The preface to Richard Sharpe and Claude Wyatt’s Monograph of the Hirundinidaeor Family of Swallows, published between 1885 and 1894, states that its 103 lithographs were hand-coloured by four of the Sharpe sisters: 'The colouring of the Plates has been executed by Miss Bertha Sharpe and Miss Dora Sharpe, with the occasional help of their sisters Emily and Eva. In the early parts they were assisted by Miss Florence Wilson.' At the beginning of the project the girls named were 12, 10, 16, and 14 years old.

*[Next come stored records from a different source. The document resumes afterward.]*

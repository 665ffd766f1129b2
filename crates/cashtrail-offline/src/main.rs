//! CashTrail offline - drives the offline cache outside a browser.
//!
//! Runs the worker's install, activate and fetch handlers against a live
//! origin, with the cache kept on disk so successive runs behave like
//! successive page loads.

use std::io;
use std::path::PathBuf;
use std::sync::Arc;

use anyhow::{Context, Result};
use cashtrail_offline_core::{
    CacheStorage, Destination, DiskCacheStorage, ExtendableEvent, FetchOutcome, HttpNetwork,
    OfflineCacheManager, Request, Url, WorkerConfig,
};
use tracing::info;
use tracing_appender::non_blocking::WorkerGuard;
use tracing_subscriber::{fmt, prelude::*, EnvFilter};

mod host;

use host::CliHost;

const USAGE: &str = "\
Usage: cashtrail-offline <command>

Commands:
  install                          Precache the manifest and drop old cache versions
  fetch <path-or-url> [--document|--image]
                                   Answer one request the way the worker would
  status                           List cache stores and their entries

Environment:
  CASHTRAIL_CONFIG      Path to a config JSON file
  CASHTRAIL_ORIGIN      Origin to serve when no config file exists
  CASHTRAIL_DEPLOYMENT  'pages' (default, /CashTrail prefix) or 'root'
  CASHTRAIL_CACHE_DIR   Where cache stores are written
  RUST_LOG              Log filter (default: warn)";

type Manager = OfflineCacheManager<DiskCacheStorage, HttpNetwork, CliHost>;

/// Initialize the tracing subscriber for logging
fn init_tracing() -> WorkerGuard {
    // Use RUST_LOG env var to control log level (e.g., RUST_LOG=debug)
    let filter = EnvFilter::try_from_default_env().unwrap_or_else(|_| EnvFilter::new("warn"));
    let (writer, guard) = tracing_appender::non_blocking(io::stderr());

    tracing_subscriber::registry()
        .with(fmt::layer().with_writer(writer))
        .with(filter)
        .init();
    guard
}

#[tokio::main]
async fn main() -> Result<()> {
    // Load .env file if present (silently ignore if not found)
    let _ = dotenvy::dotenv();

    let _guard = init_tracing();

    let args: Vec<String> = std::env::args().skip(1).collect();
    let Some(command) = args.first() else {
        eprintln!("{}", USAGE);
        return Ok(());
    };

    let config = load_config()?;
    let storage = Arc::new(DiskCacheStorage::new(cache_dir()?)?);
    info!(cache = %config.cache_name, dir = %storage.cache_dir().display(), "Using cache directory");

    match command.as_str() {
        "install" => {
            let manager = build_manager(config, storage)?;
            install(&manager).await
        }
        "fetch" => {
            let target = args
                .get(1)
                .ok_or_else(|| anyhow::anyhow!("fetch needs a path or URL\n\n{}", USAGE))?;
            let manager = build_manager(config, storage)?;
            fetch(&manager, target, &args[2..]).await
        }
        "status" => status(&config, &storage).await,
        "-h" | "--help" | "help" => {
            println!("{}", USAGE);
            Ok(())
        }
        other => Err(anyhow::anyhow!("Unknown command '{}'\n\n{}", other, USAGE)),
    }
}

fn load_config() -> Result<WorkerConfig> {
    if let Ok(path) = std::env::var("CASHTRAIL_CONFIG") {
        return WorkerConfig::load(&PathBuf::from(path));
    }

    let path = WorkerConfig::config_path()?;
    if path.exists() {
        return WorkerConfig::load(&path);
    }

    let origin = std::env::var("CASHTRAIL_ORIGIN")
        .context("No config file found and CASHTRAIL_ORIGIN is not set")?;
    let origin = Url::parse(&origin).with_context(|| format!("Invalid CASHTRAIL_ORIGIN: {}", origin))?;

    let config = match std::env::var("CASHTRAIL_DEPLOYMENT").as_deref() {
        Ok("root") => WorkerConfig::cashtrail_root(origin),
        Ok("pages") | Err(_) => WorkerConfig::cashtrail(origin),
        Ok(other) => return Err(anyhow::anyhow!("Unknown CASHTRAIL_DEPLOYMENT '{}'", other)),
    };
    config.validate()?;
    Ok(config)
}

fn cache_dir() -> Result<PathBuf> {
    match std::env::var("CASHTRAIL_CACHE_DIR") {
        Ok(dir) => Ok(PathBuf::from(dir)),
        Err(_) => WorkerConfig::cache_dir(),
    }
}

fn build_manager(config: WorkerConfig, storage: Arc<DiskCacheStorage>) -> Result<Manager> {
    let network = Arc::new(HttpNetwork::new(&config.origin, config.request_timeout())?);
    Ok(OfflineCacheManager::new(config, storage, network, CliHost)?)
}

async fn install(manager: &Manager) -> Result<()> {
    manager.on_install().await.context("Install failed")?;
    let summary = manager.on_activate().await.context("Activation cleanup failed")?;

    println!(
        "Installed {} ({} assets)",
        manager.config().cache_name,
        manager.config().manifest().len()
    );
    for name in &summary.deleted {
        println!("  deleted {}", name);
    }
    for name in &summary.failed {
        println!("  could not delete {}", name);
    }
    Ok(())
}

async fn fetch(manager: &Manager, target: &str, flags: &[String]) -> Result<()> {
    let url = if target.starts_with("http://") || target.starts_with("https://") {
        Url::parse(target).with_context(|| format!("Invalid URL: {}", target))?
    } else {
        manager.config().resolve(target)?
    };

    let destination = if flags.iter().any(|f| f == "--document") {
        Destination::Document
    } else if flags.iter().any(|f| f == "--image") {
        Destination::Image
    } else {
        Destination::from_path(url.path())
    };
    let request = if destination == Destination::Document {
        Request::navigate(url)
    } else {
        Request::get(url).with_destination(destination)
    };

    let event = ExtendableEvent::new();
    let outcome = manager.on_fetch(&request, &event).await;
    // Let background refreshes land before the process exits
    event.settled().await;

    match outcome? {
        FetchOutcome::Respond { response, source } => {
            println!(
                "{} {} ({:?}, {} bytes)",
                response.status,
                response.status_text,
                source,
                response.body.len()
            );
        }
        FetchOutcome::Passthrough => {
            println!("passthrough: {} is not handled by the worker", request.url);
        }
    }
    Ok(())
}

async fn status(config: &WorkerConfig, storage: &DiskCacheStorage) -> Result<()> {
    let names = storage.keys().await?;
    if names.is_empty() {
        println!("No cache stores in {}", storage.cache_dir().display());
        return Ok(());
    }

    for name in names {
        let entries = storage.entries(&name).await?;
        let marker = if name == config.cache_name { " (current)" } else { " (stale)" };
        println!("{}{}: {} entries", name, marker, entries.len());
        for (key, cached) in entries {
            println!(
                "  {:<60} {:>4} {}",
                key.url(),
                cached.response.status,
                cached.age_display()
            );
        }
    }
    Ok(())
}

The preface of Wyatt’s British Birds (1894 – 1899) thanks 'the Misses Sharpe' for their 'perfect' painting of its 62 plates.

After a solo project by Dora Louise in 1905, she, Daisy Madeleine and Sylvia Rosamund hand-coloured plates for the 1905–6 supplement to Buller’s Birds of New Zealand, which was positively received, including by Buller himself.

'Dr Sharpe’s talented daughters' are named as the colourists for Frederick Du Cane Godman’s Monograph of the petrels (1907 – 10).

== The sisters ==

- Emily Mary (1869 – ), who assisted with Monograph on Swallows, was an entomologist and oologist who worked for the Natural History Museum, London. Publishing articles and a monograph on butterflies, she is noted as the first female primary author to publish in the Journal of Zoology.
- Ada Lavinia (1869 – 1951), an 'artist, colourist.'
- Eva Augusta (1871 – 1922), an 'artist, colourist' who assisted with the painting for Monograph on Swallows.
- (Lilian) Bertha (1873 – ), who was one of the main painters for Monograph on Swallows. On the 1891 census she described herself as an artist, colourist, and sculptor. She married in 1899.
- Dora Louise (1875 – ), an 'artist, colourist' who was one of the main painters for Monograph on Swallows and contributed to the Birds of New Zealand plates. Dora coloured several plates for Joseph Isaac Spafadora Whitaker’s The Birds of Tunisia (1905).
- Lena Violet (1876 – ), who married a Mr Ainsworth in 1919.
- Daisy Madeleine (1881 – ), who contributed to the Buller plates. She had emigrated to Canada by 1910, where she offered her services as painter to ornithologist Robert Ridgway.
- Sylvia Rosamund (1882 – 1942), who contributed to the Buller plates.
- Hilda Marion (1884 – ), who married Benjamin B. Ford in 1912.
- Aimee Marjorie (1887 – ).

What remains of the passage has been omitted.